▶ What is being asked: Starting at the line below holding "Wireless network model." and stopping at the line holding "station layout generators", print every line exactly, both ends included, and leave the rest out.

▶ Data shown:
--------------------------------------------------
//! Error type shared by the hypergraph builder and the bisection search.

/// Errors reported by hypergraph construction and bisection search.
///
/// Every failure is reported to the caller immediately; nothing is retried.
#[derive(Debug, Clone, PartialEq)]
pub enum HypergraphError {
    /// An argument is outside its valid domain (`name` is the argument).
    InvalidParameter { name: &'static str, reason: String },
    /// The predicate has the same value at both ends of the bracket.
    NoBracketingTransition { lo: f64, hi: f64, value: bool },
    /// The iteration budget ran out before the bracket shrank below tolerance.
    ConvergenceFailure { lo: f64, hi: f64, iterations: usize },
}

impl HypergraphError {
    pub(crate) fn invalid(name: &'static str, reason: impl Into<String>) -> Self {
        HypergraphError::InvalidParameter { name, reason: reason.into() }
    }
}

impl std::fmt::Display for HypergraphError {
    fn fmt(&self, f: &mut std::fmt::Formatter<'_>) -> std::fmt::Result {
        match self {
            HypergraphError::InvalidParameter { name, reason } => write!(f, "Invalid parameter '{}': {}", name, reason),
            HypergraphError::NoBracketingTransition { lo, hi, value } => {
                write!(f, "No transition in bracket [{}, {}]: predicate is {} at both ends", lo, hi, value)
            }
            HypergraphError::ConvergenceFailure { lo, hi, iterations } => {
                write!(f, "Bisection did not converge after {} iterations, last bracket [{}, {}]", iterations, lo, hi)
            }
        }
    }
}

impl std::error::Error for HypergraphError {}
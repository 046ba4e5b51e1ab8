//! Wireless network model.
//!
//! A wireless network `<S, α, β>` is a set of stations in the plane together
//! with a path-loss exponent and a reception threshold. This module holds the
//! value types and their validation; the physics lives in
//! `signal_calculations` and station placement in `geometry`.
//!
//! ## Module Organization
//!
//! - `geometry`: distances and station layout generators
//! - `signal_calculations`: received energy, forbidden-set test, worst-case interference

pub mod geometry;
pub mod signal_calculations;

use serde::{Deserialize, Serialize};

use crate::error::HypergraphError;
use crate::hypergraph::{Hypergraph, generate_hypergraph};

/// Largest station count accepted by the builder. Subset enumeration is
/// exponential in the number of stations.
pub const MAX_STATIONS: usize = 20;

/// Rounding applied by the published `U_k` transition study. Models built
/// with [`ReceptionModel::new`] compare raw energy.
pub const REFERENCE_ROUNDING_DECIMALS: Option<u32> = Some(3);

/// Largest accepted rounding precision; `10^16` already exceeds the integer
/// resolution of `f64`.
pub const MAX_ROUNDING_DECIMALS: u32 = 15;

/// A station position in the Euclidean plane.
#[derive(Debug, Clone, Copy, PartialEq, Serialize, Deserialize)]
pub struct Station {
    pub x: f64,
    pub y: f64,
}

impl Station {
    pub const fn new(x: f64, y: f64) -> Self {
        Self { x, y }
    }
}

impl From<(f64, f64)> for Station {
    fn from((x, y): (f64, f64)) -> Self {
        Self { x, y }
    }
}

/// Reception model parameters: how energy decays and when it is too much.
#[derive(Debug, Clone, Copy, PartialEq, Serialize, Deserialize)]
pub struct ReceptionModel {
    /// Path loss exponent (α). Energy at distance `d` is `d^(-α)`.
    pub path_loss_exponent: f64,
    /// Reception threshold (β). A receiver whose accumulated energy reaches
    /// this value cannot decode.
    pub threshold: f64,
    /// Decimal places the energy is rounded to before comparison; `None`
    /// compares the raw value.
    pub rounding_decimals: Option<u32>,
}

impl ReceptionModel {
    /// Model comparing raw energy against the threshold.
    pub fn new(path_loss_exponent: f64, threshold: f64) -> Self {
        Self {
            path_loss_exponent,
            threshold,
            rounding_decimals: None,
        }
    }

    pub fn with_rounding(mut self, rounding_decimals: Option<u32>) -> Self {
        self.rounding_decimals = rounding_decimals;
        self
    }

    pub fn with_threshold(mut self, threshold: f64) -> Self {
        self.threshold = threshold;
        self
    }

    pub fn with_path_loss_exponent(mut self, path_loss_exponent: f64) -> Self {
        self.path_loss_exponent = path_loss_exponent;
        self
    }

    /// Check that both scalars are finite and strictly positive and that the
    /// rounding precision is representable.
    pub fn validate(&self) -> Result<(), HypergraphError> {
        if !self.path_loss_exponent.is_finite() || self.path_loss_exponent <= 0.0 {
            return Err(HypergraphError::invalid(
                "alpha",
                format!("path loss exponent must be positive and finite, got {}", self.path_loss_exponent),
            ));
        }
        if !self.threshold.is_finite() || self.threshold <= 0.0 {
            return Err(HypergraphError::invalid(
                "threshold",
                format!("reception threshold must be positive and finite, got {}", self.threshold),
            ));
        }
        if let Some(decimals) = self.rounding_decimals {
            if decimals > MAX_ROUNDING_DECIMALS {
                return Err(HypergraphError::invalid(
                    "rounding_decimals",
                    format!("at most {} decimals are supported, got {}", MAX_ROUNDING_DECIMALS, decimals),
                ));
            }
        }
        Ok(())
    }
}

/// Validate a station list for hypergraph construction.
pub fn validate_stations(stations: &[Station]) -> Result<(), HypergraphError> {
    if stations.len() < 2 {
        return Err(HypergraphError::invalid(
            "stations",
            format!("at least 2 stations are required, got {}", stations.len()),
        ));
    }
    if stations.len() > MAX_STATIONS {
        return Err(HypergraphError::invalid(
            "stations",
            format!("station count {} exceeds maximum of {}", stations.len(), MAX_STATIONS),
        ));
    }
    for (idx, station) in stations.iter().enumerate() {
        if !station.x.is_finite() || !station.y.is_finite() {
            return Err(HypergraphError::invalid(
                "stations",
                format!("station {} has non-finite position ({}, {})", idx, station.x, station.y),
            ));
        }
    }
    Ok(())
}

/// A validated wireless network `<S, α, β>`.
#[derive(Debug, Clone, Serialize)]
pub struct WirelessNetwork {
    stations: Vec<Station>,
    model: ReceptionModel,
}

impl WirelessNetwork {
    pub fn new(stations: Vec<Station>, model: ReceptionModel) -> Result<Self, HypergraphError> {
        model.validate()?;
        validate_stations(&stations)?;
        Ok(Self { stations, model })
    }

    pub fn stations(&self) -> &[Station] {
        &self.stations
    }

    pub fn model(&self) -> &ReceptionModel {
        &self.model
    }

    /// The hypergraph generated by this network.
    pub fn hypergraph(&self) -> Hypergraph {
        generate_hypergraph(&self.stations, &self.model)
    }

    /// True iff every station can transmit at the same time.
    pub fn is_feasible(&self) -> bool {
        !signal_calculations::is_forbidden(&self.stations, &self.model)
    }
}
--------------------------------------------------
▶ Written answer:
//! Wireless network model.
//!
//! A wireless network `<S, α, β>` is a set of stations in the plane together
//! with a path-loss exponent and a reception threshold. This module holds the
//! value types and their validation; the physics lives in
//! `signal_calculations` and station placement in `geometry`.
//!
//! ## Module Organization
//!
//! - `geometry`: distances and station layout generators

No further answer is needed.